### Problem requirements
Return a copy of every line in the data below that contains "pending".

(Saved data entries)
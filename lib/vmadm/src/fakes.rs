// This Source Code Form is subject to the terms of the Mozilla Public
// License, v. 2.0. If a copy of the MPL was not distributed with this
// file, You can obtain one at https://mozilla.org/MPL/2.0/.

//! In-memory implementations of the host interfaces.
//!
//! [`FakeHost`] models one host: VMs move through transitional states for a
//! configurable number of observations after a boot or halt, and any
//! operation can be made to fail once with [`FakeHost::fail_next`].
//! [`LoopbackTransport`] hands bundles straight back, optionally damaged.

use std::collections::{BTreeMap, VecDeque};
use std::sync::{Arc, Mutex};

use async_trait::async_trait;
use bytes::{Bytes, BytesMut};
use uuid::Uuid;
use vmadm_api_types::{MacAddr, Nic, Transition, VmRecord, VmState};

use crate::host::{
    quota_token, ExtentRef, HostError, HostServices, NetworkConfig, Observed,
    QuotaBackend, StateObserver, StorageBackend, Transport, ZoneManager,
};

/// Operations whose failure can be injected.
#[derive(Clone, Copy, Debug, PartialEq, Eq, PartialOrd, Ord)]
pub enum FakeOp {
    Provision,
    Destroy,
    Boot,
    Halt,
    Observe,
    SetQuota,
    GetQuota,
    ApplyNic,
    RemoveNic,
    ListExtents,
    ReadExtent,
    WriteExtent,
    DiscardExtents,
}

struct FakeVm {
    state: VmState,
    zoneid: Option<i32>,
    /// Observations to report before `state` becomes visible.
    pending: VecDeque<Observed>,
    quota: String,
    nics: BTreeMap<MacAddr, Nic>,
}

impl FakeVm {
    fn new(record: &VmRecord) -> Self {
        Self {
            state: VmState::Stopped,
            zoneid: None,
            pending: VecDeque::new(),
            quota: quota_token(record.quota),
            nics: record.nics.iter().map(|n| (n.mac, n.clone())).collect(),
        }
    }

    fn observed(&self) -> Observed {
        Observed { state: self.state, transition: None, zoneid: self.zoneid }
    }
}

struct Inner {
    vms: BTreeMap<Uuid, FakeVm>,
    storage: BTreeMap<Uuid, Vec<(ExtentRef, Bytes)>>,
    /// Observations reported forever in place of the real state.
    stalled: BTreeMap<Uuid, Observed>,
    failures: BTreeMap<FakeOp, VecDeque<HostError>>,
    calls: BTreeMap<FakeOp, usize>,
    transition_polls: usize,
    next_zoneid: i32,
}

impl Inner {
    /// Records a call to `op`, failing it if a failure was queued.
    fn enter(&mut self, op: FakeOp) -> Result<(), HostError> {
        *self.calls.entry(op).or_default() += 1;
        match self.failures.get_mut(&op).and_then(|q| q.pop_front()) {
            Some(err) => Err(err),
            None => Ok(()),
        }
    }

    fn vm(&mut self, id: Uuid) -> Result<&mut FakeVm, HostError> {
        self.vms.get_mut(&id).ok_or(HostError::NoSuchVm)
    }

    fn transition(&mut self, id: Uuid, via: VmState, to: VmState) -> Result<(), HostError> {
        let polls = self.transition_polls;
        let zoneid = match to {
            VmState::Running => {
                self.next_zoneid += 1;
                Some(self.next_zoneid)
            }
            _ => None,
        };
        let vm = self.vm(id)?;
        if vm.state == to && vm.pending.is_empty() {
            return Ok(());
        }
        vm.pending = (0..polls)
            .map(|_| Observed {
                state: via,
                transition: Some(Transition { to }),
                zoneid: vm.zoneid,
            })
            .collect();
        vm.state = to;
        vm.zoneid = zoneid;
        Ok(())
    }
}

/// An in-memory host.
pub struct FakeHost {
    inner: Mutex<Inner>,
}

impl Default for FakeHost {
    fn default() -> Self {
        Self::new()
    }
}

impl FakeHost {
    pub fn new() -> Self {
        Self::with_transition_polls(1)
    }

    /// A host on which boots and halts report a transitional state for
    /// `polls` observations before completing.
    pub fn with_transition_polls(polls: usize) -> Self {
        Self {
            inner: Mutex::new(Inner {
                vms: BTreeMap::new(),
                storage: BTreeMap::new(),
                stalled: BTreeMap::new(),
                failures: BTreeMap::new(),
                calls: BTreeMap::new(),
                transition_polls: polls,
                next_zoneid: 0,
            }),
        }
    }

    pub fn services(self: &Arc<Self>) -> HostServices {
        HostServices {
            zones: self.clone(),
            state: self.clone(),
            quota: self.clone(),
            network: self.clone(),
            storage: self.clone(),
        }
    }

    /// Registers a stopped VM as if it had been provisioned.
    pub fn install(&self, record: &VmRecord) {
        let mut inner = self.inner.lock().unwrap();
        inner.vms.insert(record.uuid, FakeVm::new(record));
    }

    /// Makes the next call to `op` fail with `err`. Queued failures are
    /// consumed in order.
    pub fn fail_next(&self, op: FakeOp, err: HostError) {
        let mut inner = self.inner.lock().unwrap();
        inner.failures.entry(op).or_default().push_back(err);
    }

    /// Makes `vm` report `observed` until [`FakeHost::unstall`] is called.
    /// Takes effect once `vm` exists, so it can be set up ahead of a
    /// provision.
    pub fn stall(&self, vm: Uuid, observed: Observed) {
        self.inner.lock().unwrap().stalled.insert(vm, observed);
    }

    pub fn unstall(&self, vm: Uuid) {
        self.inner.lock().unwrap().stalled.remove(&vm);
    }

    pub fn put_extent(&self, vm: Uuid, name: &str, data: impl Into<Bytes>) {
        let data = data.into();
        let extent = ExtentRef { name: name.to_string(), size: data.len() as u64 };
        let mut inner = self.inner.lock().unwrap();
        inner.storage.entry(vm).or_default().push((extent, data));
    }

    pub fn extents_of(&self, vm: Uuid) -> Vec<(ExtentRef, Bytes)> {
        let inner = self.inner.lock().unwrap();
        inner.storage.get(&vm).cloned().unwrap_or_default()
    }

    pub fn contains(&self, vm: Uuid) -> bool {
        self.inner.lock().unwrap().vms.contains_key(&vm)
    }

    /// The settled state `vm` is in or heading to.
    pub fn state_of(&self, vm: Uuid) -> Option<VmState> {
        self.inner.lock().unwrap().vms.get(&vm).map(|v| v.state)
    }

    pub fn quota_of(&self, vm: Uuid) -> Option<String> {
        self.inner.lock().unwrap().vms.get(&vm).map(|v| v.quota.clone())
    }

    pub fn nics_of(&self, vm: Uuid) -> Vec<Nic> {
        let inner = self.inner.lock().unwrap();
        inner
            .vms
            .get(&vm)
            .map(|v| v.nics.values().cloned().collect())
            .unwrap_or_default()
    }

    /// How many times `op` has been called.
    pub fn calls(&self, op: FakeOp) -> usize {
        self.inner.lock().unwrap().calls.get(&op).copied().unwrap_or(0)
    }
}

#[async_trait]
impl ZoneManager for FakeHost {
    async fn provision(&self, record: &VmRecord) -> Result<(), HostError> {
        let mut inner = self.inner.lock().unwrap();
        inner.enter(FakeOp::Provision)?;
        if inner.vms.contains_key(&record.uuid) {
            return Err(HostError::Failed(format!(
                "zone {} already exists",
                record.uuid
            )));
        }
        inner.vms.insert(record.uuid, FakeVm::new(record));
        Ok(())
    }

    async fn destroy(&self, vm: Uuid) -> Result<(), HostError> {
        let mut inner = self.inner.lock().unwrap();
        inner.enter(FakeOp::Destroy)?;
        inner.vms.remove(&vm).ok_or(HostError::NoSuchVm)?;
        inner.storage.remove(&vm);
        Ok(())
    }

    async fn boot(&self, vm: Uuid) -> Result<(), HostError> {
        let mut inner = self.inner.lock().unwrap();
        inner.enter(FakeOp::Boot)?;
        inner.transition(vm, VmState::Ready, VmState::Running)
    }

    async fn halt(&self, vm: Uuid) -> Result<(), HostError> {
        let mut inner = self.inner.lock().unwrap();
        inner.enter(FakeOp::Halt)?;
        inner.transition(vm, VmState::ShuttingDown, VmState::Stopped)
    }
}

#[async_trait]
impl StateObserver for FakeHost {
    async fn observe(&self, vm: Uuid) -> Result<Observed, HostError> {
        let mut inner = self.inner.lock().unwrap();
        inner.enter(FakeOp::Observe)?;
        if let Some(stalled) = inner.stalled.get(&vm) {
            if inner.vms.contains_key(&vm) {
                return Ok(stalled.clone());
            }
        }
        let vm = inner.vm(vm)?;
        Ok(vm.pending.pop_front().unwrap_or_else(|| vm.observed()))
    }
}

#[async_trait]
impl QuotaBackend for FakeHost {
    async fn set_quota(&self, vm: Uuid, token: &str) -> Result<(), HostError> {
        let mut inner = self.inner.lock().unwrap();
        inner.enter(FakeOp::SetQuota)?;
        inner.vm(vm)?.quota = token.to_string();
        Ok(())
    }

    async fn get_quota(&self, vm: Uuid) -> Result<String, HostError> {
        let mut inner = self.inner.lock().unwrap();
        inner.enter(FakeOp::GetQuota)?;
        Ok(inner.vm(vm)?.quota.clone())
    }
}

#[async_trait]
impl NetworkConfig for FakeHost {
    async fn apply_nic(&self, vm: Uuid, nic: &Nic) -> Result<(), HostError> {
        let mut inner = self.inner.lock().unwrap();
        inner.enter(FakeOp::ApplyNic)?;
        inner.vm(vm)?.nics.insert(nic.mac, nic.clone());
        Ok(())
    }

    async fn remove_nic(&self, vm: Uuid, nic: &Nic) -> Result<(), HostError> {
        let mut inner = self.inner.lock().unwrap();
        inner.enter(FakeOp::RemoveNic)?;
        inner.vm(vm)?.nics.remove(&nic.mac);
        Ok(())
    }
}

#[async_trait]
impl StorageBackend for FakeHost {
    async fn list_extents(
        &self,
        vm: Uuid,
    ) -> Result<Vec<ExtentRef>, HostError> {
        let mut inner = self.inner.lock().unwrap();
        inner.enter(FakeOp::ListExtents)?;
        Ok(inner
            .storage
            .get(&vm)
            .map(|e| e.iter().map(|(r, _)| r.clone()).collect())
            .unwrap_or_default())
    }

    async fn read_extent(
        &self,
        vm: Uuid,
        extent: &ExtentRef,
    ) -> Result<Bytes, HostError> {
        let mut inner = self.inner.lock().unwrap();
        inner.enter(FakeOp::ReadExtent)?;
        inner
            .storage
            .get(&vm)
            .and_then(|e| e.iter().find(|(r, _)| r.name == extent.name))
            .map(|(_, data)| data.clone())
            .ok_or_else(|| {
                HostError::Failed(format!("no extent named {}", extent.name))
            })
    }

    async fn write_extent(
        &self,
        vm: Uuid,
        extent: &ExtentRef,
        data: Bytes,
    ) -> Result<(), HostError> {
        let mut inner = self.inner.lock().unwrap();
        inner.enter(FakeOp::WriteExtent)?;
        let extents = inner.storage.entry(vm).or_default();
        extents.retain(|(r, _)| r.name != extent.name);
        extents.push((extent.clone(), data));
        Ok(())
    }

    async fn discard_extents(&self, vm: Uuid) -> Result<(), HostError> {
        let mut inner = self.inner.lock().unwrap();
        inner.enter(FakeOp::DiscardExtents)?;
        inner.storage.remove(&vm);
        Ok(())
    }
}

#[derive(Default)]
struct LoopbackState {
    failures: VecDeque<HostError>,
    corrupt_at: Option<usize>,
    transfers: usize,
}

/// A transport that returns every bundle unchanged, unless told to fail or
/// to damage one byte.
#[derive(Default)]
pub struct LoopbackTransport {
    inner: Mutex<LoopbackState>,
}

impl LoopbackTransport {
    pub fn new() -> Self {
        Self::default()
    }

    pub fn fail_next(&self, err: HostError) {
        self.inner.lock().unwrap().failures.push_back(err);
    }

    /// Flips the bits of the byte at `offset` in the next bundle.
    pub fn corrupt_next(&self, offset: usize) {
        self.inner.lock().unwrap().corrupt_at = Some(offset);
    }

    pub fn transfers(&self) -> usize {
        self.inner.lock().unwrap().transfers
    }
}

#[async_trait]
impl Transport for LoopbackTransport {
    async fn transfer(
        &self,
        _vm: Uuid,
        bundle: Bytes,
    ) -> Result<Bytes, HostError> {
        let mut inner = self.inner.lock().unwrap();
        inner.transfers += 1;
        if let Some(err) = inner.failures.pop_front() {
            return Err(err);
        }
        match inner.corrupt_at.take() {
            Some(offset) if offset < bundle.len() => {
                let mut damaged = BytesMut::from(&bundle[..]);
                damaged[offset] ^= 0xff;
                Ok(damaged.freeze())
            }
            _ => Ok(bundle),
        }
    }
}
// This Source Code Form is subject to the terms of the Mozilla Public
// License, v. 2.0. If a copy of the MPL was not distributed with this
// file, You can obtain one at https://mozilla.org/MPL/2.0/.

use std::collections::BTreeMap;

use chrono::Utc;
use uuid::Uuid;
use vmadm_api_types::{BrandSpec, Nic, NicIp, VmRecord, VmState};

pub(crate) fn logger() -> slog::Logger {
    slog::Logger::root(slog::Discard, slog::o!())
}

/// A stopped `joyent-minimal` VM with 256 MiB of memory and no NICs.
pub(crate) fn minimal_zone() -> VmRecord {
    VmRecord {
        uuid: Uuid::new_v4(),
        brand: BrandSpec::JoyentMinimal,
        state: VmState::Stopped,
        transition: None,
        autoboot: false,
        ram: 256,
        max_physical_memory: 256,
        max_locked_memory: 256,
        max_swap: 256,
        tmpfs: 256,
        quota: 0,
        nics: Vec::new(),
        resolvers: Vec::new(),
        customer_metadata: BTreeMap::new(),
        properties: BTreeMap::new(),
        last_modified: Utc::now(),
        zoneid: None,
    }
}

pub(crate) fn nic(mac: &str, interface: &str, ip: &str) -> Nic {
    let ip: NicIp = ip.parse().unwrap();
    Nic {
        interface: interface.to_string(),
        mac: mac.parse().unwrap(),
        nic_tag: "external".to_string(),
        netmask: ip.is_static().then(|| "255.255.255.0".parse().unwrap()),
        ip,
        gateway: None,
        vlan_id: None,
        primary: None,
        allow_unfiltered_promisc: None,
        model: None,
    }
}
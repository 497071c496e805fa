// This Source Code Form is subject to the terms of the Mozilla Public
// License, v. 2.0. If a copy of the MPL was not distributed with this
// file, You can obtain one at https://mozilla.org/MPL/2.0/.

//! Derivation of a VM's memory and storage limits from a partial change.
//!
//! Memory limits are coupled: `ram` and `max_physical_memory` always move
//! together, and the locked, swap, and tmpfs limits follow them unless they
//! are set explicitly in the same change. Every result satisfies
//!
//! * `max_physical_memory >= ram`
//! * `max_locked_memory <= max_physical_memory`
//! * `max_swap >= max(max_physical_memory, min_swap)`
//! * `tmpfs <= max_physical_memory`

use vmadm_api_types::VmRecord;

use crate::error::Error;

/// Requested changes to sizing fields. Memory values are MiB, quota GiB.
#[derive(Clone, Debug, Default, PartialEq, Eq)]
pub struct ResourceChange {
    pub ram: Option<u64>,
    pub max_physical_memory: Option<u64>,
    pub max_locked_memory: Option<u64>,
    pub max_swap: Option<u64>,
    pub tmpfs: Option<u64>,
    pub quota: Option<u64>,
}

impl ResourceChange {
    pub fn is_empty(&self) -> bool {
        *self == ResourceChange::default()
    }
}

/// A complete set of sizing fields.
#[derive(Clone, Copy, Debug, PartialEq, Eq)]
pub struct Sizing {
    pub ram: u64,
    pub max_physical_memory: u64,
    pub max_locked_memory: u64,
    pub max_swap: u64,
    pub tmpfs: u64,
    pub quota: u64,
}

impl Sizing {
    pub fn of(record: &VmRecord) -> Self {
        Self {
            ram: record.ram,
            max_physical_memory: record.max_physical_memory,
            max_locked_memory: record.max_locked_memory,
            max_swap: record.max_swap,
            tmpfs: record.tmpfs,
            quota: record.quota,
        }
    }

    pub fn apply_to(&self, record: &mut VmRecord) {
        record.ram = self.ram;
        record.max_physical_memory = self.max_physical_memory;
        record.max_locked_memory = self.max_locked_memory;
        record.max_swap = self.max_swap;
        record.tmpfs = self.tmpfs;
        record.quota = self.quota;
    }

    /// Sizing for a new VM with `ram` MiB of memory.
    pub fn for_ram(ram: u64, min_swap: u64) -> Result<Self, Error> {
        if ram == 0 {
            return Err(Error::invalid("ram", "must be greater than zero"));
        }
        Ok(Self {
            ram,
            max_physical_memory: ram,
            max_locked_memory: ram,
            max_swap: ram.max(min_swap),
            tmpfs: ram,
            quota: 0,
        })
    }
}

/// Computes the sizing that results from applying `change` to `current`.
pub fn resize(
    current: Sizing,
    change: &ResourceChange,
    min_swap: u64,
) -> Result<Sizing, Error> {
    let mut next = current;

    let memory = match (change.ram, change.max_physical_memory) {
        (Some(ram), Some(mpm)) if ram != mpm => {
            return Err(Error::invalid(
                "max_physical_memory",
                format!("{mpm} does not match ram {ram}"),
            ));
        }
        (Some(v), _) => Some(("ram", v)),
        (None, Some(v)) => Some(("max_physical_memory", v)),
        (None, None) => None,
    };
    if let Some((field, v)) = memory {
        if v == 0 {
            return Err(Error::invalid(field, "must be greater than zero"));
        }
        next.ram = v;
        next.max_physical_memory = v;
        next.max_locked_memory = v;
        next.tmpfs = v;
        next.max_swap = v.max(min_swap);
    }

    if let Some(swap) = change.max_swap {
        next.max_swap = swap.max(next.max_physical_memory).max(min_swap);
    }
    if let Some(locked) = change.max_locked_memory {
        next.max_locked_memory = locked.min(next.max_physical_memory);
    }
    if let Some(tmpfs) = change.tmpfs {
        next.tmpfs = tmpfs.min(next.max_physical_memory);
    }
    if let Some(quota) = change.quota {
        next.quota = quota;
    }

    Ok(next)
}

### Reply to the task
    pending: VecDeque<Observed>,
            pending: VecDeque::new(),
        if vm.state == to && vm.pending.is_empty() {
        vm.pending = (0..polls)
        Ok(vm.pending.pop_front().unwrap_or_else(|| vm.observed()))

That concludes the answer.